A New Era of Hope for Idiopathic Pulmonary Fibrosis
SVP of Nonclincal R&D & Chemistry at Aria Pharmaceuticals
Idiopathic pulmonary fibrosis (IPF) is devastating. It causes lung tissue scarring that becomes thicker over time, causing chronic pain and difficulty breathing. However, it’s not just the physical toll of the disease that impacts patients, it’s also a significant decline in quality of life. As I read with one patient’s account, “You’re not free, can’t laugh or cry fully because if you do, you won’t be able to breathe.”
Today marks the last day of Pulmonary Fibrosis Awareness Month, a month designed by the Pulmonary Fibrosis Foundation (PFF) to raise awareness of this complex disease and help to mobilize the community to educate the public about its symptoms and treatments, in effort to help increase diagnosis and gather support for those living with IPF.
What’s challenging about IPF is that its cause is idiopathic, or unknown, and can arise spontaneously. While it’s still considered a rare disease, according to the American Lung Association, IPF is more common than we once thought, with up to 132,000 people affected in the United States and around 50,000 new cases diagnosed each year. It is progressive and irreversible, with no cure, and ultimately a terminal condition. The mean survival for an individual diagnosed with IPF is only 3–5 years. However, given its unpredictable nature, it is impossible to know how slow or fast IPF will progress with each person.
While there is no cure for IPF there are treatments to help slow the progression of the disease. Receiving a proper diagnosis and starting treatment is critical to helping increase the quality and longevity of life for people with IPF, but treatment is limited.
Right now, there are only two medications, pirfenidone and nintedanib, approved by the Food and Drug Administration (FDA) for IPF. Both agents have been shown to slow the progression of IPF through antifibrotic effects, which can help preserve lung function. Before pirfenidone and nintedanib, failures and negative clinical trial results were common in IPF research.

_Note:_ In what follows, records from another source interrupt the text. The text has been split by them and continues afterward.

#![no_main]

use libfuzzer_sys::fuzz_target;

use protostream_core::{
    from_bytes, new_serialization_context, Configuration, FieldDescriptor, MessageDescriptor,
    MessageMarshaller, ProtoStreamReader, ProtoStreamWriter, Result, Type,
};

struct Record {
    id: Option<i64>,
    name: Option<String>,
    scores: Vec<i32>,
    child: Option<Box<Record>>,
}

struct RecordMarshaller;

impl MessageMarshaller for RecordMarshaller {
    type Target = Record;

    fn type_name(&self) -> &str {
        "fuzz.Record"
    }

    fn write_to(&self, writer: &mut ProtoStreamWriter<'_>, record: &Record) -> Result<()> {
        writer.write_nullable_long("id", record.id)?;
        writer.write_string("name", record.name.as_deref())?;
        writer.write_collection("scores", Some(&record.scores))?;
        writer.write_object("child", record.child.as_deref())
    }

    fn read_from(&self, reader: &mut ProtoStreamReader<'_>) -> Result<Record> {
        Ok(Record {
            id: reader.read_long("id")?,
            name: reader.read_string("name")?,
            scores: reader.read_collection("scores")?,
            child: reader.read_object::<Record>("child")?.map(Box::new),
        })
    }
}

fuzz_target!(|data: &[u8]| {
    let config = match Configuration::builder().max_nesting_depth(16).build() {
        Ok(config) => config,
        Err(_) => return,
    };
    let Ok(ctx) = new_serialization_context(config) else {
        return;
    };
    let Ok(descriptor) = MessageDescriptor::new(
        "fuzz.Record",
        vec![
            FieldDescriptor::new("id", 1, Type::SInt64),
            FieldDescriptor::new("name", 2, Type::String),
            FieldDescriptor::new("scores", 3, Type::Int32).repeated(),
            FieldDescriptor::message("child", 4, "fuzz.Record"),
        ],
    ) else {
        return;
    };
    ctx.register_message_descriptor(descriptor);
    if ctx.register_marshaller(RecordMarshaller).is_err() {
        return;
    }

    let _ = from_bytes::<Record>(&ctx, data);
});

While their approvals are welcome and needed, I believe these treatments are just the beginning in a new era of hope for patients suffering from IPF. It remains, without question, that the development of novel therapeutic approaches in treating IPF is still the largest unmet need for those living with the disease, in part because both pirfenidone and nintedanib carry significant side effects, limiting their broad use, and their effectiveness is only modest in treating mild to moderate disease. But it’s also urgent because the response to pirfenidone and nintedanib is heterogeneous, varying from patient to patient. That is partially because of the unknown cause of the disease and its varying progression across different patients.
Several companies are taking aim at IPF with novel targeted approaches, including Aria. And we must take all shots on goal for this complex disease. In fact, we are taking two. Earlier this year, we announced that two of our IPF candidates, TXR-1002 and TXR-1007, decrease lung fibrosis as measured by a significant reduction in lung collagen staining, with mean levels slightly lower than that observed with nintedanib along with a decrease in inflammation. Both candidates use novel mechanisms of action. These early results show us that we are on the right track to create a new drug with a differentiated mechanism of action that we expect will be more effective across heterogenous patient population and better tolerated than the current standard of care.
IPF Awareness Month is only a point in time. To patients it’s a daily fight. The same rings true for us, and many other researchers who are working daily to find and develop new, promising treatments. I remain excited and committed to this therapeutic area and Aria remains committed to advancing these potential treatments into clinical research, with the hope that one day patients will benefit from our work. I remain equally excited by the wave of new research into IPF, as several companies test dozens of novel therapies. I truly believe we are entering a new era of hope for patients living with IPF. While there is much still to learn, and today’s prognosis can be devastating, within a few years that may change completely.